↓↓↓

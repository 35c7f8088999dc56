use std::net::SocketAddr;
use std::sync::Arc;
use std::time::Instant;

use clap::Parser;
use tokio::signal;
use tokio::sync::Notify;
use tracing::{error, info, warn};

use trustr::api::{create_router, AppState};
use trustr::config::Config;
use trustr::observability::{init_tracing, MetricsRegistry};
use trustr::policy::{PolicyLoader, PolicyWatcher};

#[tokio::main]
async fn main() -> anyhow::Result<()> {
    // Parse configuration
    let config = Config::parse();

    // Initialize tracing
    init_tracing(&config.log_level, config.log_json);

    info!(
        version = env!("CARGO_PKG_VERSION"),
        "Starting trustr authorization server"
    );

    // Load initial policy and watch for changes
    let loader = PolicyLoader::new(config.policy_path.to_string_lossy());
    let watcher = PolicyWatcher::new(loader, config.policy_reload_interval());
    let (policy_rx, policy_handle) = watcher.start();

    let metrics = Arc::new(MetricsRegistry::new());

    // Count reloads picked up by the server
    let reload_handle = {
        let mut rx = policy_rx.clone();
        let metrics = Arc::clone(&metrics);
        tokio::spawn(async move {
            while rx.changed().await.is_ok() {
                metrics.record_policy_reload();
            }
        })
    };

    // Create application state
    let state = Arc::new(AppState {
        policy_rx,
        metrics,
        start_time: Instant::now(),
        version: env!("CARGO_PKG_VERSION").to_string(),
        invocation_timeout: config.invocation_timeout(),
        latency_budget_ms: config.latency_budget_ms,
    });

    let app = create_router(state);

    // Parse listen address
    let addr: SocketAddr = config.listen_addr.parse()?;

    info!(addr = %addr, "Starting HTTP server");

    let listener = tokio::net::TcpListener::bind(addr).await?;

    if config.graceful_shutdown {
        let shutdown = Arc::new(Notify::new());
        let notified = Arc::clone(&shutdown);

        let server = tokio::spawn(async move {
            axum::serve(listener, app)
                .with_graceful_shutdown(async move { notified.notified().await })
                .await
        });

        shutdown_signal().await;
        shutdown.notify_one();

        // Bound the time spent draining in-flight requests
        match tokio::time::timeout(config.shutdown_timeout(), server).await {
            Ok(joined) => joined??,
            Err(_) => warn!(
                timeout_secs = config.shutdown_timeout_secs,
                "In-flight requests did not drain before shutdown timeout"
            ),
        }
    } else {
        axum::serve(listener, app).await?;
    }

    // Cleanup
    info!("Shutting down...");
    policy_handle.abort();
    reload_handle.abort();

    info!("Shutdown complete");
    Ok(())
}

async fn shutdown_signal() {
    let ctrl_c = async {
        if let Err(e) = signal::ctrl_c().await {
            error!(error = %e, "Failed to listen for Ctrl+C");
            std::future::pending::<()>().await;
        }
    };

    #[cfg(unix)]
    let terminate = async {
        match signal::unix::signal(signal::unix::SignalKind::terminate()) {
            Ok(mut sigterm) => {
                sigterm.recv().await;
            }
            Err(e) => {
                error!(error = %e, "Failed to install SIGTERM handler");
                std::future::pending::<()>().await;
            }
        }
    };

    #[cfg(not(unix))]
    let terminate = std::future::pending::<()>();

    tokio::select! {
        _ = ctrl_c => {},
        _ = terminate => {},
    }

    info!("Received shutdown signal");
}
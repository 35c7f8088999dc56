use std::sync::Arc;
use std::time::Duration;
use tokio::sync::watch;
use tokio::time::interval;
use tracing::{error, info, warn};

use super::loader::{ActivePolicy, PolicyError, PolicyLoader};

/// Watch the policy file and publish a freshly built pipeline when its
/// version changes.
///
/// Pipelines are immutable, so a reload swaps the whole instance. In-flight
/// invocations keep the pipeline they started with.
pub struct PolicyWatcher {
    loader: PolicyLoader,
    check_interval: Duration,
    last_version: Option<String>,
}

impl PolicyWatcher {
    /// Create a new policy watcher.
    pub fn new(loader: PolicyLoader, check_interval: Duration) -> Self {
        PolicyWatcher {
            loader,
            check_interval,
            last_version: None,
        }
    }

    /// Start watching for policy changes.
    ///
    /// Falls back to an empty policy if the initial load fails.
    pub fn start(mut self) -> (watch::Receiver<Arc<ActivePolicy>>, tokio::task::JoinHandle<()>) {
        let initial = match self.loader.load() {
            Ok(active) => {
                self.last_version = Some(active.version().to_string());
                info!(
                    version = active.version(),
                    rules = active.pipeline.rules().len(),
                    "Loaded initial policy"
                );
                Arc::new(active)
            }
            Err(e) => {
                error!(path = self.loader.policy_path(), error = %e, "Failed to load initial policy");
                Arc::new(ActivePolicy::empty())
            }
        };

        let (tx, rx) = watch::channel(initial);

        let handle = tokio::spawn(async move {
            let mut interval = interval(self.check_interval);

            loop {
                interval.tick().await;

                match self.check_for_updates(&tx) {
                    Ok(true) => info!("Policy reloaded successfully"),
                    Ok(false) => {}
                    Err(e) => warn!(error = %e, "Error checking for policy updates"),
                }
            }
        });

        (rx, handle)
    }

    /// Check for policy updates and broadcast if changed.
    fn check_for_updates(
        &mut self,
        tx: &watch::Sender<Arc<ActivePolicy>>,
    ) -> Result<bool, PolicyError> {
        let policy = self.loader.load_policy()?;

        if self.last_version.as_ref() == Some(&policy.version) {
            return Ok(false);
        }

        let active = ActivePolicy::new(policy)?;

        info!(
            previous = ?self.last_version,
            version = active.version(),
            "Policy version changed"
        );

        self.last_version = Some(active.version().to_string());
        let _ = tx.send(Arc::new(active));

        Ok(true)
    }
}

#[cfg(test)]
mod tests {
    use super::*;
    use serde_json::json;
    use std::io::Write;
    use tempfile::NamedTempFile;

    fn create_policy_file() -> NamedTempFile {
        let mut policy_file = NamedTempFile::new().unwrap();
        writeln!(
            policy_file,
            r#"
policy_version: "v1"
roles:
  guest: ["read"]
"#
        )
        .unwrap();
        policy_file
    }

    #[tokio::test]
    async fn test_policy_watcher_initial_load() {
        let policy_file = create_policy_file();

        let loader = PolicyLoader::new(policy_file.path().to_string_lossy());
        let watcher = PolicyWatcher::new(loader, Duration::from_secs(60));
        let (rx, handle) = watcher.start();

        assert_eq!(rx.borrow().version(), "v1");

        handle.abort();
    }

    #[tokio::test]
    async fn test_policy_watcher_falls_back_to_empty() {
        let loader = PolicyLoader::new("/nonexistent/policy.yaml");
        let watcher = PolicyWatcher::new(loader, Duration::from_secs(60));
        let (rx, handle) = watcher.start();

        assert_eq!(rx.borrow().version(), "0.0.0");

        handle.abort();
    }

    #[tokio::test]
    async fn test_policy_watcher_detects_changes() {
        let policy_file = create_policy_file();
        let policy_path = policy_file.path().to_path_buf();

        let loader = PolicyLoader::new(policy_file.path().to_string_lossy());
        let watcher = PolicyWatcher::new(loader, Duration::from_millis(50));
        let (mut rx, handle) = watcher.start();

        let before = rx.borrow().pipeline.clone();

        tokio::time::sleep(Duration::from_millis(10)).await;
        std::fs::write(
            &policy_path,
            r#"
policy_version: "v2"
roles:
  guest: ["read", "write"]
"#,
        )
        .unwrap();

        tokio::time::timeout(Duration::from_secs(1), rx.changed())
            .await
            .expect("Timeout waiting for policy change")
            .unwrap();

        let after = rx.borrow().pipeline.clone();
        assert_eq!(rx.borrow().version(), "v2");

        let write = json!({ "userId": "bob", "action": "write" });
        assert!(before.trust(write.clone(), None).await.is_err());
        assert!(after.trust(write, None).await.is_ok());

        handle.abort();
    }
}
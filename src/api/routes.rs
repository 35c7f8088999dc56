use axum::{
    extract::{Path, State},
    http::StatusCode,
    middleware::from_fn_with_state,
    response::IntoResponse,
    routing::{get, post},
    Extension, Json, Router,
};
use serde_json::{json, Value};
use std::sync::Arc;
use std::time::{Duration, Instant};
use tokio::sync::watch;
use tower::ServiceBuilder;
use tower_http::{compression::CompressionLayer, trace::TraceLayer};
use tracing::{info, warn};
use uuid::Uuid;

use crate::domain::Verdict;
use crate::pipeline::Pipeline;
use crate::observability::{MetricsRegistry, TimingGuard};
use crate::policy::ActivePolicy;

use super::middleware::authorize;
use super::request::TrustRequest;
use super::response::{
    ErrorResponse, HealthResponse, ReadyResponse, RulesResponse, TrustResponse,
};

/// Shared application state.
pub struct AppState {
    /// Current policy and pipeline (updated via watch channel)
    pub policy_rx: watch::Receiver<Arc<ActivePolicy>>,

    pub metrics: Arc<MetricsRegistry>,

    /// Application start time
    pub start_time: Instant,

    /// Application version
    pub version: String,

    /// Deadline imposed on each invocation
    pub invocation_timeout: Duration,

    /// Latency budget in milliseconds
    pub latency_budget_ms: u64,
}

/// A rejected invocation, ready to be sent to the client.
pub type Rejection = (StatusCode, Json<ErrorResponse>);

/// Create the application router.
pub fn create_router(state: Arc<AppState>) -> Router {
    let protected = Router::new()
        .route(
            "/v1/resources/:resource",
            get(handle_resource).put(handle_resource).delete(handle_resource),
        )
        .route_layer(from_fn_with_state(Arc::clone(&state), authorize));

    Router::new()
        .route("/v1/trust", post(handle_trust))
        .route("/v1/rules", get(handle_rules))
        .route("/health", get(handle_health))
        .route("/ready", get(handle_ready))
        .route("/metrics", get(handle_metrics))
        .merge(protected)
        .layer(
            ServiceBuilder::new()
                .layer(TraceLayer::new_for_http())
                .layer(CompressionLayer::new()),
        )
        .with_state(state)
}

/// Run `pipeline` under the configured deadline.
///
/// Records metrics and logs the outcome; the pipeline itself does not log.
pub async fn evaluate<P, C>(
    state: &AppState,
    pipeline: &Pipeline<P, C>,
    policy_version: &str,
    request_id: Uuid,
    input: Value,
    context: Option<Value>,
) -> Result<Verdict, Rejection>
where
    P: Send + Sync + 'static,
    C: Send + Sync + 'static,
{
    let timing = TimingGuard::new(&state.metrics);

    let outcome =
        match tokio::time::timeout(state.invocation_timeout, pipeline.trust(input, context)).await
        {
            Ok(outcome) => outcome,
            Err(_) => {
                state.metrics.record_timeout();
                warn!(
                    request_id = %request_id,
                    timeout_ms = state.invocation_timeout.as_millis(),
                    "Invocation deadline exceeded"
                );
                return Err((
                    StatusCode::GATEWAY_TIMEOUT,
                    Json(ErrorResponse::timeout().with_request_id(request_id)),
                ));
            }
        };

    state.metrics.record_outcome(&outcome);

    let elapsed_ms = timing.elapsed_ms();
    if elapsed_ms > state.latency_budget_ms as u128 {
        warn!(
            request_id = %request_id,
            latency_ms = elapsed_ms,
            budget_ms = state.latency_budget_ms,
            "Invocation latency exceeded budget"
        );
    }

    match outcome {
        Ok(verdict) => {
            info!(
                request_id = %request_id,
                policy_version,
                results = verdict.len(),
                latency_ms = elapsed_ms,
                "Invocation authorized"
            );
            Ok(verdict)
        }
        Err(err) => {
            let (status, body) = ErrorResponse::from_trust_error(&err);
            // Full reason stays in the log; the body may redact it
            let detail = err
                .as_unauthorized()
                .map(|failure| failure.reason().to_string());
            warn!(
                request_id = %request_id,
                rule = body.rule.as_deref(),
                reason = detail.as_deref(),
                error = %err,
                "Invocation rejected"
            );
            Err((status, Json(body.with_request_id(request_id))))
        }
    }
}

/// Handle invocation requests.
async fn handle_trust(
    State(state): State<Arc<AppState>>,
    Json(req): Json<TrustRequest>,
) -> axum::response::Response {
    let request_id = Uuid::new_v4();
    let active = state.policy_rx.borrow().clone();

    match evaluate(
        &state,
        &active.pipeline,
        active.version(),
        request_id,
        req.input,
        req.context,
    )
    .await
    {
        Ok(verdict) => (
            StatusCode::OK,
            Json(TrustResponse::new(
                request_id,
                active.version().to_string(),
                verdict,
            )),
        )
            .into_response(),
        Err(rejection) => rejection.into_response(),
    }
}

/// Resource guarded by the authorization middleware.
async fn handle_resource(
    Path(resource): Path<String>,
    Extension(verdict): Extension<Verdict>,
) -> impl IntoResponse {
    Json(json!({
        "resource": resource,
        "grant": verdict.get("grant"),
    }))
}

/// List configured rules in evaluation order.
async fn handle_rules(State(state): State<Arc<AppState>>) -> impl IntoResponse {
    let active = state.policy_rx.borrow().clone();

    Json(RulesResponse {
        policy_version: active.version().to_string(),
        rules: active.pipeline.rules().describe(),
    })
}

/// Health check endpoint.
async fn handle_health(State(state): State<Arc<AppState>>) -> impl IntoResponse {
    let active = state.policy_rx.borrow().clone();

    Json(HealthResponse {
        status: "healthy".to_string(),
        version: state.version.clone(),
        policy_version: active.version().to_string(),
        uptime_secs: state.start_time.elapsed().as_secs(),
    })
}

/// Readiness check endpoint.
async fn handle_ready(State(state): State<Arc<AppState>>) -> axum::response::Response {
    let active = state.policy_rx.borrow().clone();

    if active.is_fallback() {
        return (
            StatusCode::SERVICE_UNAVAILABLE,
            Json(ErrorResponse::new("No policy loaded", "NOT_READY")),
        )
            .into_response();
    }

    (
        StatusCode::OK,
        Json(ReadyResponse {
            ready: true,
            policy_version: active.version().to_string(),
            rules: active.pipeline.rules().len(),
        }),
    )
        .into_response()
}

/// Metrics endpoint (Prometheus format).
async fn handle_metrics(State(state): State<Arc<AppState>>) -> impl IntoResponse {
    let uptime = format!(
        r#"# HELP trustr_uptime_seconds Application uptime in seconds
# TYPE trustr_uptime_seconds counter
trustr_uptime_seconds {}

"#,
        state.start_time.elapsed().as_secs(),
    );

    (
        StatusCode::OK,
        [(
            axum::http::header::CONTENT_TYPE,
            "text/plain; charset=utf-8",
        )],
        uptime + &state.metrics.to_prometheus(),
    )
}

↑↑↑

◆ Problem to work on
Restate, word for word and without additions, every line from the top of the listing above through the line that contains "use trustr::config::Config;".

◆ Output for this task
repository 35c7f8088999dc56
use std::net::SocketAddr;
use std::sync::Arc;
use std::time::Instant;

use clap::Parser;
use tokio::signal;
use tokio::sync::Notify;
use tracing::{error, info, warn};

use trustr::api::{create_router, AppState};
use trustr::config::Config;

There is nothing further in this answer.